What matters most? Palliative Care Week calls for Australians to consider that question, writes Cabrini Health’s Natasha Michael. Source: The Age.
I recollect vividly the moment I questioned my path in medicine. Training at some of the leading teaching hospitals prepared me for almost every medical encounter – except that of death.
The image of an elderly man grasping tightly at my hand as his wife of more than 60 years gasped, drawing her last breaths, remains etched forever in my mind. I was 26 years old, and simply did not know what to say or do, or how to behave. It was the ultimate failure of my medical training.
What mattered most to him? Dignity and comfort come to mind, but he simply begged me to save his wife’s life. The default position would be to draw up a list of investigations, autopilot into the causes of heart failure and discuss resuscitation status. This is what I did.
Today, my eyes, ears, hands and a chair are now my tools. What matters most? They simply seek a navigator through these torrential rapids. “What do we say to our children?” “Who pays our bills?” “What do we say to schools and friends?” These are just some of the questions I am asked.
Palliative care is deeply misunderstood. It is viewed simply as the care of the dying, without understanding the totality of what it can offer when it is done well.
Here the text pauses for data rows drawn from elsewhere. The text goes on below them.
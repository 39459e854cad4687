// Raffle Entitlement Engine - Dashboard catalog
use solana_program::clock::UnixTimestamp;

use crate::lifecycle::{self, LifecyclePhase};
use crate::view::RaffleView;

/// Raffles grouped by resolved phase for listing
#[derive(Clone, Debug, Default, PartialEq, Eq)]
pub struct Catalog {
    pub pending: Vec<RaffleView>,
    pub active: Vec<RaffleView>,
    /// Closed for sales (by contract or by time), waiting for a draw
    pub ended: Vec<RaffleView>,
    pub drawing: Vec<RaffleView>,
    /// Completed or all prizes claimed
    pub completed: Vec<RaffleView>,
    /// Deleted, failed activation or unengaged
    pub closed: Vec<RaffleView>,
}

impl Catalog {
    /// Bucket `views` by their phase at `now`. Unknown statuses are left out.
    pub fn build(views: impl IntoIterator<Item = RaffleView>, now: UnixTimestamp) -> Self {
        let mut catalog = Catalog::default();
        for view in views {
            let view = view.at(now);
            let bucket = match view.phase {
                LifecyclePhase::Pending => &mut catalog.pending,
                LifecyclePhase::Active => &mut catalog.active,
                LifecyclePhase::EndedByTime | LifecyclePhase::Ended => &mut catalog.ended,
                LifecyclePhase::Drawing => &mut catalog.drawing,
                LifecyclePhase::Completed | LifecyclePhase::AllPrizesClaimed => {
                    &mut catalog.completed
                }
                LifecyclePhase::Deleted
                | LifecyclePhase::ActivationFailed
                | LifecyclePhase::Unengaged => &mut catalog.closed,
                LifecyclePhase::Unknown => continue,
            };
            bucket.push(view);
        }
        catalog
    }

    pub fn len(&self) -> usize {
        self.pending.len()
            + self.active.len()
            + self.ended.len()
            + self.drawing.len()
            + self.completed.len()
            + self.closed.len()
    }

    pub fn is_empty(&self) -> bool {
        self.len() == 0
    }
}

/// Pending or Active raffles whose sale window is still running at `now`
pub fn open_raffles<'a>(
    views: impl IntoIterator<Item = &'a RaffleView>,
    now: UnixTimestamp,
) -> Vec<&'a RaffleView> {
    views
        .into_iter()
        .filter(|view| {
            matches!(
                lifecycle::resolve(&view.snapshot, now),
                LifecyclePhase::Pending | LifecyclePhase::Active
            )
        })
        .collect()
}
Stories of bad deaths arise not simply from the memory of the repugnance of death, but from one of ill preparation and a failure of professionals and society to help families delve deeply into what matters most.
The introduction of the voluntary assisted dying legislation in Victoria on June 19 will remind us of the occasional failure of medicine. Healthcare was designed with disease in mind, not people.
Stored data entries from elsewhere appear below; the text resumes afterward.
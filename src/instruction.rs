// Raffle Entitlement Engine - Write intents
use borsh::{BorshDeserialize, BorshSerialize};
use solana_program::pubkey::Pubkey;

use crate::entitlement::Action;
use crate::error::RaffleError;
use crate::utils::TokenAmount;

/// A write the engine asks the write collaborator to perform.
///
/// Each variant is one contract method plus its arguments; the collaborator
/// turns it into a signed transaction against `target`.
#[derive(BorshSerialize, BorshDeserialize, Clone, Debug, PartialEq, Eq)]
pub enum RaffleInstruction {
    /// Open a pending raffle for ticket sales
    ///
    /// Target: the raffle
    Activate,

    /// Buy tickets
    ///
    /// Target: the raffle, `value` = ticket price × quantity
    PurchaseTickets {
        quantity: u64,
        value: TokenAmount,
    },

    /// Close a raffle whose sale window has elapsed
    ///
    /// Target: the raffle
    EndRaffle,

    /// Ask the randomness provider for winners (permissionless)
    ///
    /// Target: the raffle
    RequestRandomWords,

    /// Target: the raffle
    ClaimPrize,

    /// Target: the raffle
    ClaimRefund,

    /// Target: the raffle
    DeleteRaffle,

    /// Move the approved prize into the raffle
    ///
    /// Target: the raffle, `value` carries a native prize
    DepositEscrowPrize {
        value: TokenAmount,
    },

    /// Pull an escrowed multi-unit prize back to the creator
    ///
    /// Target: the raffle
    WithdrawEscrowedPrize,

    /// Attach an externally held collection as the prize of a whitelist raffle
    ///
    /// Target: the raffle
    SetExternalPrize {
        collection: Pubkey,
    },

    /// Mint a non-escrowed unique-token prize straight to a winner
    ///
    /// Target: the raffle
    MintToWinner {
        winner: Pubkey,
    },

    /// Fungible allowance for the raffle
    ///
    /// Target: the token
    ApproveFungible {
        token: Pubkey,
        spender: Pubkey,
        amount: TokenAmount,
    },

    /// Approval of one unique token for the raffle
    ///
    /// Target: the collection
    ApproveToken {
        collection: Pubkey,
        spender: Pubkey,
        token_id: u128,
    },

    /// Blanket operator approval for the raffle
    ///
    /// Target: the collection
    SetApprovalForAll {
        collection: Pubkey,
        operator: Pubkey,
        approved: bool,
    },
}

impl RaffleInstruction {
    /// Contract method this intent invokes
    pub fn method_name(&self) -> &'static str {
        match self {
            RaffleInstruction::Activate => "activate",
            RaffleInstruction::PurchaseTickets { .. } => "purchaseTickets",
            RaffleInstruction::EndRaffle => "endRaffle",
            RaffleInstruction::RequestRandomWords => "requestRandomWords",
            RaffleInstruction::ClaimPrize => "claimPrize",
            RaffleInstruction::ClaimRefund => "claimRefund",
            RaffleInstruction::DeleteRaffle => "deleteRaffle",
            RaffleInstruction::DepositEscrowPrize { .. } => "depositEscrowPrize",
            RaffleInstruction::WithdrawEscrowedPrize => "withdrawEscrowedPrize",
            RaffleInstruction::SetExternalPrize { .. } => "setExternalPrize",
            RaffleInstruction::MintToWinner { .. } => "mintToWinner",
            RaffleInstruction::ApproveFungible { .. } => "approve",
            RaffleInstruction::ApproveToken { .. } => "approve",
            RaffleInstruction::SetApprovalForAll { .. } => "setApprovalForAll",
        }
    }

    /// Contract the intent is sent to
    pub fn target(&self, raffle: &Pubkey) -> Pubkey {
        match self {
            RaffleInstruction::ApproveFungible { token, .. } => *token,
            RaffleInstruction::ApproveToken { collection, .. }
            | RaffleInstruction::SetApprovalForAll { collection, .. } => *collection,
            _ => *raffle,
        }
    }

    /// Native value attached to the call
    pub fn value(&self) -> TokenAmount {
        match self {
            RaffleInstruction::PurchaseTickets { value, .. }
            | RaffleInstruction::DepositEscrowPrize { value } => *value,
            _ => TokenAmount::ZERO,
        }
    }

    /// Entitlement that gates this intent
    pub fn action(&self) -> Action {
        match self {
            RaffleInstruction::Activate => Action::Activate,
            RaffleInstruction::PurchaseTickets { .. } => Action::PurchaseTickets,
            RaffleInstruction::EndRaffle => Action::EndEarly,
            RaffleInstruction::RequestRandomWords => Action::RequestDraw,
            RaffleInstruction::ClaimPrize => Action::ClaimPrize,
            RaffleInstruction::ClaimRefund => Action::ClaimRefund,
            RaffleInstruction::DeleteRaffle => Action::DeleteRaffle,
            RaffleInstruction::DepositEscrowPrize { .. } => Action::DepositEscrowAsset,
            RaffleInstruction::WithdrawEscrowedPrize => Action::WithdrawEscrowAsset,
            RaffleInstruction::SetExternalPrize { .. } => Action::AssignPrize,
            RaffleInstruction::MintToWinner { .. } => Action::MintToWinner,
            RaffleInstruction::ApproveFungible { .. }
            | RaffleInstruction::ApproveToken { .. }
            | RaffleInstruction::SetApprovalForAll { .. } => Action::ApproveEscrowAsset,
        }
    }

    /// Serialize for handing across a process boundary
    pub fn pack(&self) -> Vec<u8> {
        // Writing into a Vec cannot fail.
        borsh::to_vec(self).unwrap_or_default()
    }

    /// Unpacks a byte buffer into a RaffleInstruction
    pub fn unpack(input: &[u8]) -> Result<Self, RaffleError> {
        Self::try_from_slice(input).map_err(|_| RaffleError::InvalidInstructionData)
    }
}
The legislation introduces three major threats to healthcare: validating suicide as an acceptable choice; accepting substandard medical care by supporting the lack of rigour in defining eligibility; and finally, introducing into the healthcare curriculum the intentional ending of life as acceptable medical treatment. Hereby, a new generation of healthcare professionals abdicate their commitment to the sick.
Associate Professor Natasha Michael is director of palliative medicine at Cabrini Health.